(Entries provided)
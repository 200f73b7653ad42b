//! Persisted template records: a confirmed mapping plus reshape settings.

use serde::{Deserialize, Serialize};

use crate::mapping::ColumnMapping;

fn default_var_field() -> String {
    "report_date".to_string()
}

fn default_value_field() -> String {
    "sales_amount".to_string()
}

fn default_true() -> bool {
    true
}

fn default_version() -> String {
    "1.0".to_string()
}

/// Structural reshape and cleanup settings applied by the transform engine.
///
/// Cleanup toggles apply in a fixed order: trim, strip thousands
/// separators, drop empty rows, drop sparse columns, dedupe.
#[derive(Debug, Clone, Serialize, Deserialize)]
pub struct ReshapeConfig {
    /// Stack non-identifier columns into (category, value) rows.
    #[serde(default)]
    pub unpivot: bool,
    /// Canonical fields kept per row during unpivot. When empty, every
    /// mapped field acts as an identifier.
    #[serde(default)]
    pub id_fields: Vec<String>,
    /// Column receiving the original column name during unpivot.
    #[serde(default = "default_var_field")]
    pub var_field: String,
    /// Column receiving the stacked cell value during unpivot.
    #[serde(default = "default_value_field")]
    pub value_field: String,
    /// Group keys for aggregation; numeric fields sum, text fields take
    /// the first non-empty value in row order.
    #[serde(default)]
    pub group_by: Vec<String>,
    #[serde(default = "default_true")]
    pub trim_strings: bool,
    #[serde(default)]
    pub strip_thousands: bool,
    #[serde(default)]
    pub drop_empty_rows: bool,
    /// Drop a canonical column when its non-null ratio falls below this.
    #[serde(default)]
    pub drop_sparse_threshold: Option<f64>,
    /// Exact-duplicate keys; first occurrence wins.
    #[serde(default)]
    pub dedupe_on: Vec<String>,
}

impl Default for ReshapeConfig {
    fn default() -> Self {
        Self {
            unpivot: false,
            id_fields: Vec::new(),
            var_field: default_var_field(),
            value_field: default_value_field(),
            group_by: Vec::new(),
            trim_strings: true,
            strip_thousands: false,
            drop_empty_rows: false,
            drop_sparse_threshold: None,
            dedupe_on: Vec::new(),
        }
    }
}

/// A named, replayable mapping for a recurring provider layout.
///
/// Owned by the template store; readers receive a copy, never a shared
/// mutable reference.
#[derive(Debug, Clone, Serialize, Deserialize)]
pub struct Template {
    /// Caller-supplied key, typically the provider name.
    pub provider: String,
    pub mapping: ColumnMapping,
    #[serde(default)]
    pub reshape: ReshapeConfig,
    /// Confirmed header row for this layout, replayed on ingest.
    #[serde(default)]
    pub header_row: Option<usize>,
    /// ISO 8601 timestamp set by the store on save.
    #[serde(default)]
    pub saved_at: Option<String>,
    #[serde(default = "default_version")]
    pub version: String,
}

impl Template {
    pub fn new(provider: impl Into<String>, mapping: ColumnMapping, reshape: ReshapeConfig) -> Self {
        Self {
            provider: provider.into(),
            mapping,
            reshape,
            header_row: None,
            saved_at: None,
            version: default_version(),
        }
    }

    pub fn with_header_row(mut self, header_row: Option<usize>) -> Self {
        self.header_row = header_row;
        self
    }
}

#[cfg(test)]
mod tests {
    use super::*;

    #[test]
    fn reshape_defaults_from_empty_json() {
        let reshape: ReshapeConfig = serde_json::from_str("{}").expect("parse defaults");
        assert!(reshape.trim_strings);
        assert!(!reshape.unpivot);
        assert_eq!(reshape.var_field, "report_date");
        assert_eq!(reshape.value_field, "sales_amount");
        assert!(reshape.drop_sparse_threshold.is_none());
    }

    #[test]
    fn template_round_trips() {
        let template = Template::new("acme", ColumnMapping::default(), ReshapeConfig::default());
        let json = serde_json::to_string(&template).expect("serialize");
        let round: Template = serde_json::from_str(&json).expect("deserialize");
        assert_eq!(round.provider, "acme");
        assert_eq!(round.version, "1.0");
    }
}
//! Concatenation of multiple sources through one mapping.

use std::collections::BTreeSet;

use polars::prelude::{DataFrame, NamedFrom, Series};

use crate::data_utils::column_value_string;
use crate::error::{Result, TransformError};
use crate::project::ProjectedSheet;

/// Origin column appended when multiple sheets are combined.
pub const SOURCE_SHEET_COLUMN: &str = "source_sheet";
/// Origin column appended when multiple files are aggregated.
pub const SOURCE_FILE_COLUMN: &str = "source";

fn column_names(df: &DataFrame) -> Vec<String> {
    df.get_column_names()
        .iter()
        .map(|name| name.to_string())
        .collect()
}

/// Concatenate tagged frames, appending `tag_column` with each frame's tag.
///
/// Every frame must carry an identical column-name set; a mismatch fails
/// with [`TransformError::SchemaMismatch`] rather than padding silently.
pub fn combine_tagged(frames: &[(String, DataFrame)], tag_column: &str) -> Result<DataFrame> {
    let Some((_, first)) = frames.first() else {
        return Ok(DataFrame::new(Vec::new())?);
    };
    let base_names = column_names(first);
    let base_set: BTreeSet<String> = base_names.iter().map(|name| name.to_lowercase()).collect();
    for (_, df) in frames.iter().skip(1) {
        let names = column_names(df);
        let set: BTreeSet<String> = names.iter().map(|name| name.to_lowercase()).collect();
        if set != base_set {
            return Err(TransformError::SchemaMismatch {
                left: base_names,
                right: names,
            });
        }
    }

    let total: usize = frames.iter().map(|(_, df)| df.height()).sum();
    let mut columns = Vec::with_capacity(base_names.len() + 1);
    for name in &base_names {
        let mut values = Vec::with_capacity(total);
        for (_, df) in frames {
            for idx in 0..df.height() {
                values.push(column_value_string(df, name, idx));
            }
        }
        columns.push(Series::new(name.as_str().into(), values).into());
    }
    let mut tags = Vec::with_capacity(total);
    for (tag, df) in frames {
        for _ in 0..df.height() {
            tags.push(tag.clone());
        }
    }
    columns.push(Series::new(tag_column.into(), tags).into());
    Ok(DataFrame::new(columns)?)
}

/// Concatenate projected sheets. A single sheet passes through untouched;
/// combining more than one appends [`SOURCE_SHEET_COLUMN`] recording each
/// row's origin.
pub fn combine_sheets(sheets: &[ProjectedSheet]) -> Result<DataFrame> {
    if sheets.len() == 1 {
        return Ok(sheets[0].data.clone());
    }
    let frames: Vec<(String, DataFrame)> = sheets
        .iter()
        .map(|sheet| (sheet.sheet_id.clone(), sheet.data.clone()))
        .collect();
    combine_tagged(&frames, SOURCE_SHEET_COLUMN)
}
(End Entries provided)
# Activity:
Could you transcribe every entry exactly, without altering anything?

# Task answer:
repository 200f73b7653ad42b
//! Persisted template records: a confirmed mapping plus reshape settings.

use serde::{Deserialize, Serialize};

use crate::mapping::ColumnMapping;

fn default_var_field() -> String {
    "report_date".to_string()
}

fn default_value_field() -> String {
    "sales_amount".to_string()
}

fn default_true() -> bool {
    true
}

fn default_version() -> String {
    "1.0".to_string()
}

/// Structural reshape and cleanup settings applied by the transform engine.
///
/// Cleanup toggles apply in a fixed order: trim, strip thousands
/// separators, drop empty rows, drop sparse columns, dedupe.
#[derive(Debug, Clone, Serialize, Deserialize)]
pub struct ReshapeConfig {
    /// Stack non-identifier columns into (category, value) rows.
    #[serde(default)]
    pub unpivot: bool,
    /// Canonical fields kept per row during unpivot. When empty, every
    /// mapped field acts as an identifier.
    #[serde(default)]
    pub id_fields: Vec<String>,
    /// Column receiving the original column name during unpivot.
    #[serde(default = "default_var_field")]
    pub var_field: String,
    /// Column receiving the stacked cell value during unpivot.
    #[serde(default = "default_value_field")]
    pub value_field: String,
    /// Group keys for aggregation; numeric fields sum, text fields take
    /// the first non-empty value in row order.
    #[serde(default)]
    pub group_by: Vec<String>,
    #[serde(default = "default_true")]
    pub trim_strings: bool,
    #[serde(default)]
    pub strip_thousands: bool,
    #[serde(default)]
    pub drop_empty_rows: bool,
    /// Drop a canonical column when its non-null ratio falls below this.
    #[serde(default)]
    pub drop_sparse_threshold: Option<f64>,
    /// Exact-duplicate keys; first occurrence wins.
    #[serde(default)]
    pub dedupe_on: Vec<String>,
}

impl Default for ReshapeConfig {
    fn default() -> Self {
        Self {
            unpivot: false,
            id_fields: Vec::new(),
            var_field: default_var_field(),
            value_field: default_value_field(),
            group_by: Vec::new(),
            trim_strings: true,
            strip_thousands: false,
            drop_empty_rows: false,
            drop_sparse_threshold: None,
            dedupe_on: Vec::new(),
        }
    }
}

/// A named, replayable mapping for a recurring provider layout.
///
/// Owned by the template store; readers receive a copy, never a shared
/// mutable reference.
#[derive(Debug, Clone, Serialize, Deserialize)]
pub struct Template {
    /// Caller-supplied key, typically the provider name.
    pub provider: String,
    pub mapping: ColumnMapping,
    #[serde(default)]
    pub reshape: ReshapeConfig,
    /// Confirmed header row for this layout, replayed on ingest.
    #[serde(default)]
    pub header_row: Option<usize>,
    /// ISO 8601 timestamp set by the store on save.
    #[serde(default)]
    pub saved_at: Option<String>,
    #[serde(default = "default_version")]
    pub version: String,
}

impl Template {
    pub fn new(provider: impl Into<String>, mapping: ColumnMapping, reshape: ReshapeConfig) -> Self {
        Self {
            provider: provider.into(),
            mapping,
            reshape,
            header_row: None,
            saved_at: None,
            version: default_version(),
        }
    }

    pub fn with_header_row(mut self, header_row: Option<usize>) -> Self {
        self.header_row = header_row;
        self
    }
}

#[cfg(test)]
mod tests {
    use super::*;

    #[test]
    fn reshape_defaults_from_empty_json() {
        let reshape: ReshapeConfig = serde_json::from_str("{}").expect("parse defaults");
        assert!(reshape.trim_strings);
        assert!(!reshape.unpivot);
        assert_eq!(reshape.var_field, "report_date");
        assert_eq!(reshape.value_field, "sales_amount");
        assert!(reshape.drop_sparse_threshold.is_none());
    }

    #[test]
    fn template_round_trips() {
        let template = Template::new("acme", ColumnMapping::default(), ReshapeConfig::default());
        let json = serde_json::to_string(&template).expect("serialize");
        let round: Template = serde_json::from_str(&json).expect("deserialize");
        assert_eq!(round.provider, "acme");
        assert_eq!(round.version, "1.0");
    }
}
//! Concatenation of multiple sources through one mapping.

use std::collections::BTreeSet;

use polars::prelude::{DataFrame, NamedFrom, Series};

use crate::data_utils::column_value_string;
use crate::error::{Result, TransformError};
use crate::project::ProjectedSheet;

/// Origin column appended when multiple sheets are combined.
pub const SOURCE_SHEET_COLUMN: &str = "source_sheet";
/// Origin column appended when multiple files are aggregated.
pub const SOURCE_FILE_COLUMN: &str = "source";

fn column_names(df: &DataFrame) -> Vec<String> {
    df.get_column_names()
        .iter()
        .map(|name| name.to_string())
        .collect()
}

/// Concatenate tagged frames, appending `tag_column` with each frame's tag.
///
/// Every frame must carry an identical column-name set; a mismatch fails
/// with [`TransformError::SchemaMismatch`] rather than padding silently.
pub fn combine_tagged(frames: &[(String, DataFrame)], tag_column: &str) -> Result<DataFrame> {
    let Some((_, first)) = frames.first() else {
        return Ok(DataFrame::new(Vec::new())?);
    };
    let base_names = column_names(first);
    let base_set: BTreeSet<String> = base_names.iter().map(|name| name.to_lowercase()).collect();
    for (_, df) in frames.iter().skip(1) {
        let names = column_names(df);
        let set: BTreeSet<String> = names.iter().map(|name| name.to_lowercase()).collect();
        if set != base_set {
            return Err(TransformError::SchemaMismatch {
                left: base_names,
                right: names,
            });
        }
    }

    let total: usize = frames.iter().map(|(_, df)| df.height()).sum();
    let mut columns = Vec::with_capacity(base_names.len() + 1);
    for name in &base_names {
        let mut values = Vec::with_capacity(total);
        for (_, df) in frames {
            for idx in 0..df.height() {
                values.push(column_value_string(df, name, idx));
            }
        }
        columns.push(Series::new(name.as_str().into(), values).into());
    }
    let mut tags = Vec::with_capacity(total);
    for (tag, df) in frames {
        for _ in 0..df.height() {
            tags.push(tag.clone());
        }
    }
    columns.push(Series::new(tag_column.into(), tags).into());
    Ok(DataFrame::new(columns)?)
}

/// Concatenate projected sheets. A single sheet passes through untouched;
/// combining more than one appends [`SOURCE_SHEET_COLUMN`] recording each
/// row's origin.
pub fn combine_sheets(sheets: &[ProjectedSheet]) -> Result<DataFrame> {
    if sheets.len() == 1 {
        return Ok(sheets[0].data.clone());
    }
    let frames: Vec<(String, DataFrame)> = sheets
        .iter()
        .map(|sheet| (sheet.sheet_id.clone(), sheet.data.clone()))
        .collect();
    combine_tagged(&frames, SOURCE_SHEET_COLUMN)
}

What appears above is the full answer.